Arbitration is the process through which a disagreed problem is brought if front of experts or experienced entity that work as arbitrators to resolute the problem and make decision about the dispute which is known as award. The judicial process is described in the following:
FILING AND INITIATION
Arbitration starts when one of the conflicting parties submits their demand for the arbitration and another party is informed about that. A date is then fixed for their answer.
Both the conflicting parties then select arbitrator by them. Then the third arbitrator is determined by both the nominated arbitrator by the parties.
As a first step the arbitrators start a preliminary hearing with both the parties to dicuss about the dispute and also about the witness.
INFORMATION EXCHANGE AND PREPARATION
Then both the disagreed parties start to exchange their information and prepare for the witness presentation.
In the hearing both the parties come up with their witnesses and submit their speech in front of the arbitrator.
POST HEARING SUBMISSION
When the preliminary hearing is finished both the parties submit additional information if the previous information does not work for them.
Finally the arbitrators come up to an end after hearing both the parties with their witnesses, speech etc. The final decision is made that must be accepted by both the conflicting parties which is known as award.
ARBITRATION LAW IN BANGLADESH
Arbitration has always been a popular type of dispute resolution in Bangladesh and traditionally the rural community mass would determine their village proceedings within their area in an informal manner. “The Arbitration (Protocol and Convention) Act 1937” and the “Arbitration Act 1940” approved by the United Kingdom congress enclosed the officially authorized structure for arbitrations throughout the times of the British India and sustained at the time of separation of Pakistan and India in 1947 in those countries and in Bangladesh at the time of its independence in 1971.
‘The Arbitration Act 2001’ restrains the legal structure for all forms of arbitration like domestic or international or labor or family or consumer disputes.
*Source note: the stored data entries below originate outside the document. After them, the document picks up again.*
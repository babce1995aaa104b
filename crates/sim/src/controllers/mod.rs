pub mod tactics;
pub mod rocket;
pub mod turret;

pub use rocket::DefaultRocket;
pub use turret::DefaultTurret;
use std::collections::HashMap;

use rayon::prelude::*;

use strike_shared::*;
use strike_sim::analyzer::{self, GameMetrics};
use strike_sim::scenario::{random_config, ScenarioOptions};
use strike_sim::{run_game, UnimplementedRocket, UnimplementedTurret};

/// A single game job to be run in parallel.
struct GameJob {
    seed: u64,
    config: GameConfig,
}

struct JobResult {
    seed: u64,
    outcome: Result<(GameResult, GameMetrics), String>,
}

fn run_job(job: &GameJob) -> JobResult {
    let outcome = run_game(
        &job.config,
        Box::new(UnimplementedRocket),
        Box::new(UnimplementedTurret),
    )
    .map(|replay| (replay.result.clone(), analyzer::analyze(&replay)))
    .map_err(|e| e.to_string());

    JobResult {
        seed: job.seed,
        outcome,
    }
}

fn build_jobs(base: &GameConfig, games: u32, seed: u64) -> Vec<GameJob> {
    let options = ScenarioOptions::default();
    (0..games as u64)
        .filter_map(|i| {
            let seed = seed.wrapping_add(i);
            match random_config(base, seed, &options) {
                Ok(config) => Some(GameJob { seed, config }),
                Err(e) => {
                    log::warn!("skipping seed {seed}: {e}");
                    None
                }
            }
        })
        .collect()
}

pub fn cmd_batch(base: &GameConfig, games: u32, seed: u64) {
    let jobs = build_jobs(base, games, seed);
    println!(
        "=== Batch ===\nGames: {} | First seed: {} | Rocket: {:?} | Turret: {:?}",
        jobs.len(),
        seed,
        base.controllers.rocket_active_controller,
        base.controllers.turret_active_controller,
    );

    let start = std::time::Instant::now();
    let results: Vec<JobResult> = jobs.par_iter().map(run_job).collect();
    let elapsed = start.elapsed();

    let mut rocket_wins = 0u32;
    let mut turret_wins = 0u32;
    let mut draws = 0u32;
    let mut causes: HashMap<String, u32> = HashMap::new();
    let mut finished: Vec<&GameMetrics> = Vec::new();

    for r in &results {
        match &r.outcome {
            Ok((result, metrics)) => {
                match result.winner {
                    Winner::Rocket => rocket_wins += 1,
                    Winner::Turret => turret_wins += 1,
                    Winner::Draw => draws += 1,
                }
                *causes.entry(format!("{:?}", result.cause)).or_insert(0) += 1;
                finished.push(metrics);
            }
            Err(e) => eprintln!("Seed {} failed: {}", r.seed, e),
        }
    }

    println!("\n=== Results ({:.1}s) ===", elapsed.as_secs_f32());
    println!("Rocket wins: {rocket_wins}");
    println!("Turret wins: {turret_wins}");
    println!("Draws:       {draws}");

    println!();
    println!("{:<24} {:>6}", "Cause", "Games");
    println!("{:-<24} {:-<6}", "", "");
    let mut sorted: Vec<(&String, &u32)> = causes.iter().collect();
    sorted.sort_by(|a, b| b.1.cmp(a.1).then(a.0.cmp(b.0)));
    for (cause, count) in sorted {
        println!("{:<24} {:>6}", cause, count);
    }

    if !finished.is_empty() {
        let n = finished.len() as f64;
        let mean_duration = finished.iter().map(|m| m.duration).sum::<f64>() / n;
        let mean_shots = finished.iter().map(|m| m.shots_fired as f64).sum::<f64>() / n;
        let mean_approach = finished
            .iter()
            .map(|m| m.closest_approach_to_turret)
            .sum::<f64>()
            / n;

        println!();
        println!("Mean duration:         {:.1}s", mean_duration);
        println!("Mean shots fired:      {:.2}", mean_shots);
        println!("Mean closest approach: {:.1}m", mean_approach);
    }
}

#[cfg(test)]
mod tests {
    use super::*;

    #[test]
    fn test_jobs_use_consecutive_seeds() {
        let jobs = build_jobs(&GameConfig::default(), 4, 10);
        let seeds: Vec<u64> = jobs.iter().map(|j| j.seed).collect();
        assert_eq!(seeds, vec![10, 11, 12, 13]);
        assert_ne!(jobs[0].config, jobs[1].config);
    }

    #[test]
    fn test_job_runs_to_a_result() {
        let mut base = GameConfig::default();
        base.controllers.rocket_check_execution_time = false;
        base.controllers.turret_check_execution_time = false;
        base.time.max_game_time = 5.0;

        let jobs = build_jobs(&base, 1, 0);
        let result = run_job(&jobs[0]);
        let (game, metrics) = result.outcome.unwrap();
        assert!(game.final_time <= 5.0 + 1e-9);
        assert!((metrics.duration - game.final_time).abs() < 1e-12);
    }
}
The Act came into force on 10 April 2001 and it became effective in respect of all disputes referred to arbitration after this date. ‘The Arbitration Act 2001’ was amended in a number of respects in 2004. The modification was essential for overseas investment in natural gas, power and export business with other countries of the world.
The Act is a replica of the UNCITRAL model law but it does not enclose precisely the same wording as applied in the model law. Many distinctive terms have been drawn from the Indian Arbitration and Conciliation Act 1996 and some from the English Arbitration Act 1996. There includes many significant articles of UNCITRAL which are espoused with changes in the Act, such as: Article 5 Article 8, Article 10, Articles 11, 13, 14, Article 16, Article 17 (in the Indian Arbitration and Conciliation Act 1996 (“IACA”), section 9 (ii)), Article 18, Article 34 Articles 35 and 36 and numerous editorials.
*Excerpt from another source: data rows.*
use std::f64::consts::PI;
use std::path::Path;

use serde::{Deserialize, Serialize};
use thiserror::Error;

use crate::constants::*;
use crate::types::*;
use crate::vector::{Coordinate, CoordinateExt};

#[derive(Debug, Error)]
pub enum ConfigError {
    #[error("IO error: {0}")]
    Io(#[from] std::io::Error),
    #[error("JSON error: {0}")]
    Parse(#[from] serde_json::Error),
    #[error("Invalid game configuration: {0}")]
    Invalid(String),
}

/// Which of the two strategies a side runs.
#[derive(Debug, Clone, Copy, PartialEq, Eq, Default, Serialize, Deserialize)]
#[serde(rename_all = "lowercase")]
pub enum ActiveController {
    #[default]
    Default,
    Player,
}

#[derive(Debug, Clone, Copy, PartialEq, Eq, Serialize, Deserialize)]
pub struct ControllerSettings {
    pub active: ActiveController,
    /// Surface controller faults to the caller instead of ending the game.
    pub raise_errors: bool,
    pub check_execution_time: bool,
}

impl Default for ControllerSettings {
    fn default() -> Self {
        Self {
            active: ActiveController::Default,
            raise_errors: false,
            check_execution_time: true,
        }
    }
}

#[derive(Debug, Clone, PartialEq, Serialize, Deserialize)]
pub struct ControllersConfig {
    pub rocket_active_controller: ActiveController,
    pub turret_active_controller: ActiveController,
    #[serde(default)]
    pub rocket_raise_errors: bool,
    #[serde(default)]
    pub turret_raise_errors: bool,
    #[serde(default = "default_true")]
    pub rocket_check_execution_time: bool,
    #[serde(default = "default_true")]
    pub turret_check_execution_time: bool,
}

fn default_true() -> bool {
    true
}

#[derive(Debug, Clone, PartialEq, Serialize, Deserialize)]
pub struct ObstacleConfig {
    pub location: [f64; 2],
    pub radius: f64,
}

#[derive(Debug, Clone, PartialEq, Serialize, Deserialize)]
pub struct EnvironmentConfig {
    pub width: f64,
    pub height: f64,
    pub obstacles: Option<Vec<ObstacleConfig>>,
}

#[derive(Debug, Clone, PartialEq, Serialize, Deserialize)]
pub struct RocketConfig {
    pub mass: f64,
    pub length: f64,
    pub max_main_engine_force: f64,
    pub max_thruster_force: f64,
    pub start_location: [f64; 2],
    pub start_angle: f64,
}

#[derive(Debug, Clone, PartialEq, Serialize, Deserialize)]
pub struct TurretConfig {
    pub radius: f64,
    pub location: [f64; 2],
    pub start_angle: f64,
    pub max_rotation_speed: f64,
    pub projectile_speed: f64,
    pub min_firing_interval: f64,
}

/// On-disk game description.
#[derive(Debug, Clone, PartialEq, Serialize, Deserialize)]
pub struct GameConfig {
    pub controllers: ControllersConfig,
    pub environment: EnvironmentConfig,
    pub time: TimeParameters,
    pub rocket: RocketConfig,
    pub turret: TurretConfig,
}

impl Default for GameConfig {
    fn default() -> Self {
        Self {
            controllers: ControllersConfig {
                rocket_active_controller: ActiveController::Default,
                turret_active_controller: ActiveController::Default,
                rocket_raise_errors: false,
                turret_raise_errors: false,
                rocket_check_execution_time: true,
                turret_check_execution_time: true,
            },
            environment: EnvironmentConfig {
                width: DEFAULT_WIDTH,
                height: DEFAULT_HEIGHT,
                obstacles: None,
            },
            time: TimeParameters {
                timestep: DEFAULT_TIMESTEP,
                max_game_time: DEFAULT_MAX_GAME_TIME,
            },
            rocket: RocketConfig {
                mass: DEFAULT_ROCKET_MASS,
                length: DEFAULT_ROCKET_LENGTH,
                max_main_engine_force: DEFAULT_MAX_MAIN_ENGINE_FORCE,
                max_thruster_force: DEFAULT_MAX_THRUSTER_FORCE,
                start_location: DEFAULT_ROCKET_START,
                start_angle: DEFAULT_ROCKET_START_ANGLE,
            },
            turret: TurretConfig {
                radius: DEFAULT_TURRET_RADIUS,
                location: DEFAULT_TURRET_LOCATION,
                start_angle: DEFAULT_TURRET_START_ANGLE,
                max_rotation_speed: DEFAULT_MAX_ROTATION_SPEED,
                projectile_speed: DEFAULT_PROJECTILE_SPEED,
                min_firing_interval: DEFAULT_MIN_FIRING_INTERVAL,
            },
        }
    }
}

impl GameConfig {
    pub fn from_json_str(json: &str) -> Result<Self, ConfigError> {
        let config: GameConfig = serde_json::from_str(json)?;
        config.validate()?;
        Ok(config)
    }

    pub fn load(path: &Path) -> Result<Self, ConfigError> {
        let json = std::fs::read_to_string(path)?;
        Self::from_json_str(&json)
    }

    /// Check every value is in range and the starting layout is not already terminal.
    pub fn validate(&self) -> Result<(), ConfigError> {
        let env = &self.environment;
        require_positive("environment.width", env.width)?;
        require_positive("environment.height", env.height)?;

        if let Some(obstacles) = &env.obstacles {
            for (i, obstacle) in obstacles.iter().enumerate() {
                let name = format!("environment.obstacles[{i}].location");
                require_location(&name, obstacle.location, env)?;
                require_positive(&format!("environment.obstacles[{i}].radius"), obstacle.radius)?;
            }
        }

        require_positive("time.timestep", self.time.timestep)?;
        require_positive("time.max_game_time", self.time.max_game_time)?;

        let rocket = &self.rocket;
        require_positive("rocket.mass", rocket.mass)?;
        require_positive("rocket.length", rocket.length)?;
        require_positive("rocket.max_main_engine_force", rocket.max_main_engine_force)?;
        require_positive("rocket.max_thruster_force", rocket.max_thruster_force)?;
        require_location("rocket.start_location", rocket.start_location, env)?;
        require_angle("rocket.start_angle", rocket.start_angle)?;

        let turret = &self.turret;
        require_location("turret.location", turret.location, env)?;
        require_angle("turret.start_angle", turret.start_angle)?;
        require_positive("turret.radius", turret.radius)?;
        require_positive("turret.max_rotation_speed", turret.max_rotation_speed)?;
        require_positive("turret.projectile_speed", turret.projectile_speed)?;
        require_positive("turret.min_firing_interval", turret.min_firing_interval)?;

        if self.time.max_game_time <= self.time.timestep {
            return Err(ConfigError::Invalid(
                "max_game_time must be longer than one timestep".into(),
            ));
        }

        let rocket_start = Coordinate::from(rocket.start_location);
        let turret_location = Coordinate::from(turret.location);
        let rocket_radius = rocket.length / 2.0;

        if rocket_start.distance_to(turret_location) <= turret.radius + rocket_radius {
            return Err(ConfigError::Invalid(
                "rocket starts in contact with the turret".into(),
            ));
        }

        for obstacle in env.obstacles.iter().flatten() {
            let location = Coordinate::from(obstacle.location);
            if rocket_start.distance_to(location) <= obstacle.radius + rocket_radius {
                return Err(ConfigError::Invalid(
                    "rocket starts in contact with an obstacle".into(),
                ));
            }
            if turret_location.distance_to(location) <= obstacle.radius + turret.radius {
                return Err(ConfigError::Invalid(
                    "turret is in contact with an obstacle".into(),
                ));
            }
        }

        Ok(())
    }

    pub fn parameters(&self) -> Parameters {
        let obstacles = self
            .environment
            .obstacles
            .iter()
            .flatten()
            .map(|o| Obstacle {
                location: Coordinate::from(o.location),
                radius: o.radius,
            })
            .collect();

        Parameters::new(
            EnvironmentParameters {
                width: self.environment.width,
                height: self.environment.height,
                obstacles,
            },
            self.time,
            RocketParameters {
                mass: self.rocket.mass,
                length: self.rocket.length,
                max_main_engine_force: self.rocket.max_main_engine_force,
                max_thruster_force: self.rocket.max_thruster_force,
            },
            TurretParameters {
                radius: self.turret.radius,
                location: Coordinate::from(self.turret.location),
                max_rotation_speed: self.turret.max_rotation_speed,
                projectile_speed: self.turret.projectile_speed,
                min_firing_interval: self.turret.min_firing_interval,
            },
        )
    }

    pub fn history(&self) -> History {
        History::new(
            Coordinate::from(self.rocket.start_location),
            self.rocket.start_angle,
            self.turret.start_angle,
        )
    }

    pub fn world(&self) -> World {
        World::new(self.parameters(), self.history())
    }

    pub fn rocket_settings(&self) -> ControllerSettings {
        ControllerSettings {
            active: self.controllers.rocket_active_controller,
            raise_errors: self.controllers.rocket_raise_errors,
            check_execution_time: self.controllers.rocket_check_execution_time,
        }
    }

    pub fn turret_settings(&self) -> ControllerSettings {
        ControllerSettings {
            active: self.controllers.turret_active_controller,
            raise_errors: self.controllers.turret_raise_errors,
            check_execution_time: self.controllers.turret_check_execution_time,
        }
    }
}

fn require_positive(name: &str, value: f64) -> Result<(), ConfigError> {
    if value.is_finite() && value > 0.0 {
        Ok(())
    } else {
        Err(ConfigError::Invalid(format!("{name} must be a positive number, got {value}")))
    }
}

fn require_angle(name: &str, angle: f64) -> Result<(), ConfigError> {
    if angle > -PI && angle <= PI {
        Ok(())
    } else {
        Err(ConfigError::Invalid(format!("{name} must be in (-pi, pi], got {angle}")))
    }
}

fn require_location(
    name: &str,
    location: [f64; 2],
    env: &EnvironmentConfig,
) -> Result<(), ConfigError> {
    let [x, y] = location;
    let within = x.is_finite()
        && y.is_finite()
        && (-env.width / 2.0..=env.width / 2.0).contains(&x)
        && (-env.height / 2.0..=env.height / 2.0).contains(&y);
    if within {
        Ok(())
    } else {
        Err(ConfigError::Invalid(format!("{name} ({x}, {y}) is outside the arena")))
    }
}

#[cfg(test)]
mod tests {
    use super::*;

    const EXAMPLE: &str = r#"{
        "controllers": {
            "rocket_active_controller": "default",
            "turret_active_controller": "player",
            "rocket_raise_errors": false,
            "turret_raise_errors": true
        },
        "environment": {
            "width": 200.0,
            "height": 100.0,
            "obstacles": [{"location": [30.0, 20.0], "radius": 8.0}]
        },
        "time": {"timestep": 0.05, "max_game_time": 60.0},
        "rocket": {
            "mass": 100.0,
            "length": 5.0,
            "max_main_engine_force": 100.0,
            "max_thruster_force": 20.0,
            "start_location": [-80.0, 40.0],
            "start_angle": 0.0
        },
        "turret": {
            "radius": 5.0,
            "location": [0.0, 0.0],
            "start_angle": 3.141592653589793,
            "max_rotation_speed": 1.0,
            "projectile_speed": 45.0,
            "min_firing_interval": 3.0
        }
    }"#;

    #[test]
    fn test_default_config_is_valid() {
        GameConfig::default().validate().unwrap();
    }

    #[test]
    fn test_parse_example() {
        let config = GameConfig::from_json_str(EXAMPLE).unwrap();
        let world = config.world();
        assert_eq!(world.parameters.environment.obstacles.len(), 1);
        assert_eq!(world.parameters.environment.height, 100.0);
        assert_eq!(world.history.rocket.location(), Coordinate::new(-80.0, 40.0));
        assert_eq!(config.turret_settings().active, ActiveController::Player);
        assert!(config.turret_settings().raise_errors);
        assert!(config.rocket_settings().check_execution_time);
    }

    #[test]
    fn test_null_obstacles_accepted() {
        let json = EXAMPLE.replace(r#"[{"location": [30.0, 20.0], "radius": 8.0}]"#, "null");
        let config = GameConfig::from_json_str(&json).unwrap();
        assert!(config.parameters().environment.obstacles.is_empty());
    }

    #[test]
    fn test_rejects_rocket_touching_turret() {
        let mut config = GameConfig::default();
        config.rocket.start_location = [4.0, 0.0];
        assert!(matches!(config.validate(), Err(ConfigError::Invalid(_))));
    }

    #[test]
    fn test_rejects_out_of_bounds_start() {
        let mut config = GameConfig::default();
        config.rocket.start_location = [150.0, 0.0];
        assert!(config.validate().is_err());
    }

    #[test]
    fn test_rejects_bad_angle_and_time() {
        let mut config = GameConfig::default();
        config.turret.start_angle = -PI;
        assert!(config.validate().is_err());

        let mut config = GameConfig::default();
        config.time.max_game_time = config.time.timestep;
        assert!(config.validate().is_err());
    }

    #[test]
    fn test_rejects_turret_inside_obstacle() {
        let mut config = GameConfig::default();
        config.environment.obstacles = Some(vec![ObstacleConfig {
            location: [3.0, 0.0],
            radius: 4.0,
        }]);
        assert!(config.validate().is_err());
    }

    #[test]
    fn test_malformed_json_is_parse_error() {
        assert!(matches!(
            GameConfig::from_json_str("{ not json"),
            Err(ConfigError::Parse(_))
        ));
    }
}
Arbitral tribunal awards are changeable and superior to arbitration awards. But because arbitration awards are private, it is not possible to carry out a specified assessment.
Arbitration is quicker than court procedure because it is held outside the court abd arbitrators try to resolute the dispute in a more professional manner.
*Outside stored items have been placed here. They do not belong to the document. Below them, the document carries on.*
use std::f64::consts::PI;

use strike_shared::{normalize_angle, Coordinate, CoordinateExt, INTERCEPT_TOLERANCE};

use crate::relative::RelativeObjects;

/// Where the turret should point.
#[derive(Debug, Clone, Copy, PartialEq)]
pub enum Aim {
    /// Leads the rocket: a shot fired now meets it.
    Intercept(f64),
    /// No intercept exists; point at the rocket's current position.
    Track(f64),
}

impl Aim {
    pub fn angle(&self) -> f64 {
        match *self {
            Aim::Intercept(angle) | Aim::Track(angle) => angle,
        }
    }
}

/// Firing angle at which a projectile launched now from `turret` meets a
/// rocket holding its current velocity.
///
/// The projectile meets the rocket when the relative velocity is parallel to
/// the rocket-from-turret offset. Crossing the two gives
/// `a sin(theta) + b cos(theta) = c`, solved as `R sin(theta + beta) = c`.
/// Of the two roots only one is causal; `None` when neither is.
pub fn solve_intercept(
    turret: Coordinate,
    rocket: Coordinate,
    rocket_velocity: Coordinate,
    projectile_speed: f64,
) -> Option<f64> {
    let d = turret - rocket;
    let a = -d.x * projectile_speed;
    let b = d.y * projectile_speed;
    let c = d.y * rocket_velocity.x - d.x * rocket_velocity.y;

    let r = a.hypot(b);
    if r == 0.0 {
        return None;
    }

    let ratio = c / r;
    if !ratio.is_finite() || ratio.abs() > 1.0 {
        // Rocket outruns the projectile along this line of sight.
        return None;
    }

    let m = ratio.asin();
    let beta = b.atan2(a);

    [normalize_angle(m - beta), normalize_angle(PI - m - beta)]
        .into_iter()
        .find(|&theta| {
            will_firing_angle_hit(turret, rocket, rocket_velocity, projectile_speed, theta)
        })
}

/// Would a shot fired now at `theta` meet the rocket at some future time?
pub fn will_firing_angle_hit(
    turret: Coordinate,
    rocket: Coordinate,
    rocket_velocity: Coordinate,
    projectile_speed: f64,
    theta: f64,
) -> bool {
    RelativeObjects::new(turret, rocket)
        .with_velocities(Coordinate::from_polar(projectile_speed, theta), rocket_velocity)
        .first_time_within(INTERCEPT_TOLERANCE)
        .is_some()
}

pub fn aim_angle(
    turret: Coordinate,
    rocket: Coordinate,
    rocket_velocity: Coordinate,
    projectile_speed: f64,
) -> Aim {
    match solve_intercept(turret, rocket, rocket_velocity, projectile_speed) {
        Some(theta) => Aim::Intercept(theta),
        None => Aim::Track(turret.bearing_to(rocket)),
    }
}
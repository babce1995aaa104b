pub mod config;
pub mod constants;
pub mod types;
pub mod vector;

pub use config::*;
pub use constants::*;
pub use types::*;
pub use vector::*;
In arbitration, advocate can reduce innovation expenses. In court procedure the payment of the renowned barristers are comparatively higher. That is not possible to continue by the mass people. But in arbitration arbitrators finishes the procedure in a quicker manner that’s why it is a cost efficient approach.
CHOICE OF A DECISION MAKER
In court the judges are experienced in law but arbitrators are not accountable to the law but they are experienced in specific field of an industry. So the conflicting parties have a choice to nominate their decision maker of the award.
Arbitration is a legal procedure bit it is private. As a result the information provided in the hearing is kept confidential. But in litigation information are announced in the public and the decision are published in front of the people. So arbitration is a confidential approach.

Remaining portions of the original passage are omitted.